Since his arrival, he’s helped change workflows that had been in place for years that only held back the newsroom. Before coming to The Chronicle, he was named Copy Editor of the Year for Digital First Media when he was the senior copy desk chief for digital and print content for the San Jose Mercury News and Contra Costa Times. In addition to being the senior news editor, O’Rourke writes about food and beer for different sections and blogs on SFGate.com and SFChronicle.com.

What advice do you have for other young professionals in the newspaper industry?
In an industry that’s shifting so quickly, you must be selfish about acquiring new skills and unafraid to fail fast and move forward.

What was the single most significant workflow process change you made that improved how the newsroom operated, and, also, tell us why you choose to write about beer and food with your very busy schedule?
With posting speed and traditional standards of quality often at odds, I’ve worked to apply a more commonsense approach to how we treat different kinds of stories, from breaking news briefs that need to get online as quick as possible to in-depth enterprise reporting that deserves an assigning editor’s steady hand and the exactness of a copy editor’s eye.            

I was a writer before I was an editor or a manager, and I miss it. Coming up with stories on Northern California food and libations over the past few years has reminded me again and again why I got into journalism and why I stuck with it through some painful years. The bottom line: It’s fun.

Dan Petty, 27
Digital Director of Sports, The Denver Post
Denver
Education:
University of Richmond, Bachelor of Science, biology.

A one-time intern, Dan Petty has become a digital leader in what The Denver Post newsroom. Petty was named The Denver Post’s first Social Media Editor in April 2010. In his current role he is responsible for planning and leading digital coverage for sports events, from the Broncos to the Rockies and Nuggets and Avalanche to the Olympics. Petty has increased the amount of live video The Post streams to its website—helping produce events during the Broncos season and the U.S. presidential campaign, including a three-hour live show during the first presidential debate at the University of Denver and a six-hour election night show. He also is part of the team that created and produced The Denver Post’s live sports show. In addition, he’s worked with Denver Post newsroom leadership to help train staff on social media and use of digital tools in reporting—all of which was helpful during The Post’s award-winning wildfire coverage and Pulitzer-winning Aurora shooting coverage.

What advice do you have for other young professionals in the newspaper industry?
Don’t be afraid of making changes necessary to make the newspaper better. Constantly experiment, but try to do so smartly, and ultimately don’t be afraid of failure. But know when it’s time to move on and try a new idea for a problem. Take the opportunity to learn as much as you can from the veterans on your staff about how they practice journalism—whether in words and reporting, photography, videography or graphics. Form relationships with them and build that with as many people on the staff as you can—even if you don’t work with them regularly. Challenge yourself to learn something new whenever you can, and take control of your own career and destiny. Don’t expect people to hand you all of the answers.
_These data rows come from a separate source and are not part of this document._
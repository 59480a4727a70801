use std::sync::atomic::{AtomicUsize, Ordering};
use std::sync::{Arc, Mutex};
use std::time::Duration;

use pretty_assertions::assert_eq;
use taskboard_core::JobHandle;
use taskboard_engine::{
    open_stream, Connector, StreamError, StreamHandle, StreamObserver, StreamState, Transport,
};
use tokio::sync::{mpsc, Notify};

#[derive(Debug, Clone, PartialEq, Eq)]
enum Callback {
    Event(String, bool),
    Error(StreamError),
}

#[derive(Default)]
struct RecordingObserver {
    calls: Mutex<Vec<Callback>>,
}

impl RecordingObserver {
    fn calls(&self) -> Vec<Callback> {
        self.calls.lock().unwrap().clone()
    }
}

impl StreamObserver for RecordingObserver {
    fn on_event(&self, data: String, is_terminal: bool) {
        self.calls
            .lock()
            .unwrap()
            .push(Callback::Event(data, is_terminal));
    }

    fn on_error(&self, error: StreamError) {
        self.calls.lock().unwrap().push(Callback::Error(error));
    }
}

struct ScriptedTransport {
    rx: mpsc::UnboundedReceiver<Result<String, StreamError>>,
    releases: Arc<AtomicUsize>,
}

#[async_trait::async_trait]
impl Transport for ScriptedTransport {
    async fn next_message(&mut self) -> Option<Result<String, StreamError>> {
        self.rx.recv().await
    }

    fn release(&mut self) {
        self.releases.fetch_add(1, Ordering::SeqCst);
    }
}

struct ScriptedConnector {
    transport: Mutex<Option<ScriptedTransport>>,
    refuse: Option<StreamError>,
}

#[async_trait::async_trait]
impl Connector for ScriptedConnector {
    type Transport = ScriptedTransport;

    async fn connect(&self, _handle: &JobHandle) -> Result<ScriptedTransport, StreamError> {
        if let Some(err) = self.refuse.clone() {
            return Err(err);
        }
        Ok(self
            .transport
            .lock()
            .unwrap()
            .take()
            .expect("single connect"))
    }
}

struct Harness {
    tx: mpsc::UnboundedSender<Result<String, StreamError>>,
    releases: Arc<AtomicUsize>,
    observer: Arc<RecordingObserver>,
    stream: StreamHandle,
}

fn start(idle_timeout: Option<Duration>) -> Harness {
    let (tx, rx) = mpsc::unbounded_channel();
    let releases = Arc::new(AtomicUsize::new(0));
    let connector = Arc::new(ScriptedConnector {
        transport: Mutex::new(Some(ScriptedTransport {
            rx,
            releases: releases.clone(),
        })),
        refuse: None,
    });
    let observer = Arc::new(RecordingObserver::default());
    let stream = open_stream(
        connector,
        JobHandle::new("run-42.log"),
        observer.clone(),
        idle_timeout,
    );
    Harness {
        tx,
        releases,
        observer,
        stream,
    }
}

fn message(data: &str, done: bool) -> Result<String, StreamError> {
    Ok(serde_json::json!({ "event": "log", "data": data, "done": done }).to_string())
}

async fn wait_for_state(stream: &StreamHandle, wanted: StreamState) {
    for _ in 0..200 {
        if stream.state() == wanted {
            return;
        }
        tokio::time::sleep(Duration::from_millis(5)).await;
    }
    panic!("stream never reached {wanted:?}, still {:?}", stream.state());
}

#[tokio::test]
async fn events_arrive_in_order_and_done_closes_stream() {
    let harness = start(None);
    for (data, done) in [("row 1 ok", false), ("row 2 ok", false), ("complete", true)] {
        harness.tx.send(message(data, done)).unwrap();
    }
    // Anything after the terminal event is never read.
    harness.tx.send(message("ghost", false)).unwrap();

    let state = harness.stream.finished().await;

    assert_eq!(state, StreamState::Closed);
    assert_eq!(
        harness.observer.calls(),
        vec![
            Callback::Event("row 1 ok".to_string(), false),
            Callback::Event("row 2 ok".to_string(), false),
            Callback::Event("complete".to_string(), true),
        ]
    );
    assert_eq!(harness.releases.load(Ordering::SeqCst), 1);
}

#[tokio::test]
async fn many_messages_keep_arrival_order() {
    let harness = start(None);
    let lines: Vec<String> = (0..100).map(|i| format!("line {i}")).collect();
    for line in &lines {
        harness.tx.send(message(line, false)).unwrap();
    }
    harness.tx.send(message("DONE", true)).unwrap();

    harness.stream.finished().await;

    let received: Vec<String> = harness
        .observer
        .calls()
        .into_iter()
        .filter_map(|call| match call {
            Callback::Event(data, false) => Some(data),
            _ => None,
        })
        .collect();
    assert_eq!(received, lines);
}

#[tokio::test]
async fn close_releases_once_and_silences_callbacks() {
    let harness = start(None);
    wait_for_state(&harness.stream, StreamState::Open).await;

    harness.stream.close();
    assert_eq!(harness.stream.state(), StreamState::Closed);
    harness.stream.close();
    let _ = harness.tx.send(message("too late", false));
    let _ = harness.tx.send(Err(StreamError::AbortedByServer("reset".to_string())));

    let state = harness.stream.finished().await;

    assert_eq!(state, StreamState::Closed);
    assert!(harness.observer.calls().is_empty());
    assert_eq!(harness.releases.load(Ordering::SeqCst), 1);
}

#[tokio::test]
async fn undecodable_message_fails_stream() {
    let harness = start(None);
    harness.tx.send(message("row 1 ok", false)).unwrap();
    harness.tx.send(Ok("row 2 ok".to_string())).unwrap();

    let state = harness.stream.finished().await;

    assert_eq!(state, StreamState::Failed);
    let calls = harness.observer.calls();
    assert_eq!(calls.len(), 2);
    assert_eq!(calls[0], Callback::Event("row 1 ok".to_string(), false));
    assert!(matches!(calls[1], Callback::Error(StreamError::DecodeFailure(_))));
    assert_eq!(harness.releases.load(Ordering::SeqCst), 1);
}

#[tokio::test]
async fn server_closing_before_done_is_abort() {
    let harness = start(None);
    harness.tx.send(message("row 1 ok", false)).unwrap();
    drop(harness.tx);

    let state = harness.stream.finished().await;

    assert_eq!(state, StreamState::Failed);
    let calls = harness.observer.calls();
    assert_eq!(calls.len(), 2);
    assert!(matches!(calls[1], Callback::Error(StreamError::AbortedByServer(_))));
    assert_eq!(harness.releases.load(Ordering::SeqCst), 1);
}

#[tokio::test]
async fn transport_error_fails_stream_once() {
    let harness = start(None);
    let error = StreamError::AbortedByServer("connection reset".to_string());
    harness.tx.send(Err(error.clone())).unwrap();
    harness.tx.send(Err(error.clone())).unwrap();

    let state = harness.stream.finished().await;

    assert_eq!(state, StreamState::Failed);
    assert_eq!(harness.observer.calls(), vec![Callback::Error(error)]);
    assert_eq!(harness.releases.load(Ordering::SeqCst), 1);
}

#[tokio::test]
async fn idle_stream_times_out_when_configured() {
    let harness = start(Some(Duration::from_millis(50)));

    let state = harness.stream.finished().await;

    assert_eq!(state, StreamState::Failed);
    assert_eq!(
        harness.observer.calls(),
        vec![Callback::Error(StreamError::IdleTimeout(Duration::from_millis(
            50
        )))]
    );
    assert_eq!(harness.releases.load(Ordering::SeqCst), 1);
    drop(harness.tx);
}

#[tokio::test]
async fn connection_failure_reports_error_without_release() {
    let connector = Arc::new(ScriptedConnector {
        transport: Mutex::new(None),
        refuse: Some(StreamError::ConnectionFailed("refused".to_string())),
    });
    let observer = Arc::new(RecordingObserver::default());

    let stream = open_stream(
        connector,
        JobHandle::new("run-42.log"),
        observer.clone(),
        None,
    );
    let state = stream.finished().await;

    assert_eq!(state, StreamState::Failed);
    assert_eq!(
        observer.calls(),
        vec![Callback::Error(StreamError::ConnectionFailed(
            "refused".to_string()
        ))]
    );
}

/// Connector that stays in `connect` until the gate opens.
struct GatedConnector {
    gate: Arc<Notify>,
    releases: Arc<AtomicUsize>,
}

#[async_trait::async_trait]
impl Connector for GatedConnector {
    type Transport = EndlessTransport;

    async fn connect(&self, _handle: &JobHandle) -> Result<EndlessTransport, StreamError> {
        self.gate.notified().await;
        Ok(EndlessTransport {
            sent: 0,
            releases: self.releases.clone(),
        })
    }
}

/// Transport that always has another log line ready.
struct EndlessTransport {
    sent: u64,
    releases: Arc<AtomicUsize>,
}

#[async_trait::async_trait]
impl Transport for EndlessTransport {
    async fn next_message(&mut self) -> Option<Result<String, StreamError>> {
        self.sent += 1;
        tokio::task::yield_now().await;
        Some(message(&format!("line {}", self.sent), false))
    }

    fn release(&mut self) {
        self.releases.fetch_add(1, Ordering::SeqCst);
    }
}

#[tokio::test]
async fn close_while_connecting_never_calls_back() {
    let gate = Arc::new(Notify::new());
    let releases = Arc::new(AtomicUsize::new(0));
    let connector = Arc::new(GatedConnector {
        gate: gate.clone(),
        releases: releases.clone(),
    });
    let observer = Arc::new(RecordingObserver::default());
    let stream = open_stream(
        connector,
        JobHandle::new("run-42.log"),
        observer.clone(),
        None,
    );
    assert_eq!(stream.state(), StreamState::Connecting);

    stream.close();
    gate.notify_one();
    let state = stream.finished().await;

    assert_eq!(state, StreamState::Closed);
    assert!(observer.calls().is_empty());
    assert_eq!(releases.load(Ordering::SeqCst), 0);
}

#[tokio::test(flavor = "multi_thread", worker_threads = 2)]
async fn no_callback_lands_after_close_returns() {
    for _ in 0..200 {
        let gate = Arc::new(Notify::new());
        let releases = Arc::new(AtomicUsize::new(0));
        let connector = Arc::new(GatedConnector {
            gate: gate.clone(),
            releases: releases.clone(),
        });
        let observer = Arc::new(RecordingObserver::default());
        let stream = open_stream(
            connector,
            JobHandle::new("run-42.log"),
            observer.clone(),
            None,
        );
        gate.notify_one();
        while observer.calls().len() < 50 {
            tokio::task::yield_now().await;
        }

        stream.close();
        let seen = observer.calls().len();
        tokio::time::sleep(Duration::from_millis(1)).await;

        assert_eq!(observer.calls().len(), seen);
        assert_eq!(stream.finished().await, StreamState::Closed);
        assert_eq!(releases.load(Ordering::SeqCst), 1);
    }
}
My last two jobs at The Post were ones that didn’t previously exist, because I and others made the case that they were necessary to push us forward and make us a better news organization.

What are the differences between being a social media editor and digital director of sports, and what are the greatest daily challenges you face in the fast-changing world of digital content?
Being social media editor was about focusing my attention on an entire newsroom and working with them to improve and develop one specific tool or area of journalism. The title and role itself is so different now than it was in 2010 when I first started. You still need someone leading the charge, strategizing and planning events, but the job for me in the beginning was much about training—and that isn’t the case anymore. Digital director of sports is more broad in its responsibilities, but much more focused on one area. That’s been an adjustment. I’ve been fortunate to work with most everyone across the entire newsroom in some capacity, but not as deeply as I am now with one department—and one that drives our biggest audience day after day.

Rachel Piper, 27
Managing Editor, Salt Lake City Weekly
Salt Lake City, Utah
Education:
University of Utah, Bachelor of Science, psychology

Rachel Piper joined the paper four years ago as a copy editor and then was promoted to managing editor at 25, the youngest ME that City Weekly (Utah’s only alternative newspaper) has seen in its 30 years. Involved in every piece printed in the paper, from wine reviews to 4,000 word cover stories about typically controversial topics, she also oversees and imposes strict editorial quality standards on City Weekly’s 15 special issues per year, including three standalone glossies. During her tenure, she has also taken on five new special issues, which she’s embraced without sacrificing standards across the rest of the paper.

What advice do you have for other young professionals in the newspaper industry?
Always say yes—don’t let your fears or worries or presuppositions hold you back. Most people have a map inside their minds of where they want to go and what roads they’ll take to get there, and it’s easy to turn away from things that don’t seem as if they’ll lead to where you want to go. But in my experience at City Weekly, it was the unexpected paths that led to the greatest rewards in the end. I was hired as a part-time copy editor, and copy-editing had always been my goal; I didn’t much fancy reporting for various reasons. But they offered me the opportunity to write two weekly pieces about people with cool jobs and people who’d just bought homes. Most of my hesitation was fear-based. The prospect of badgering strangers terrified me. But I said yes to that project, and all those that followed.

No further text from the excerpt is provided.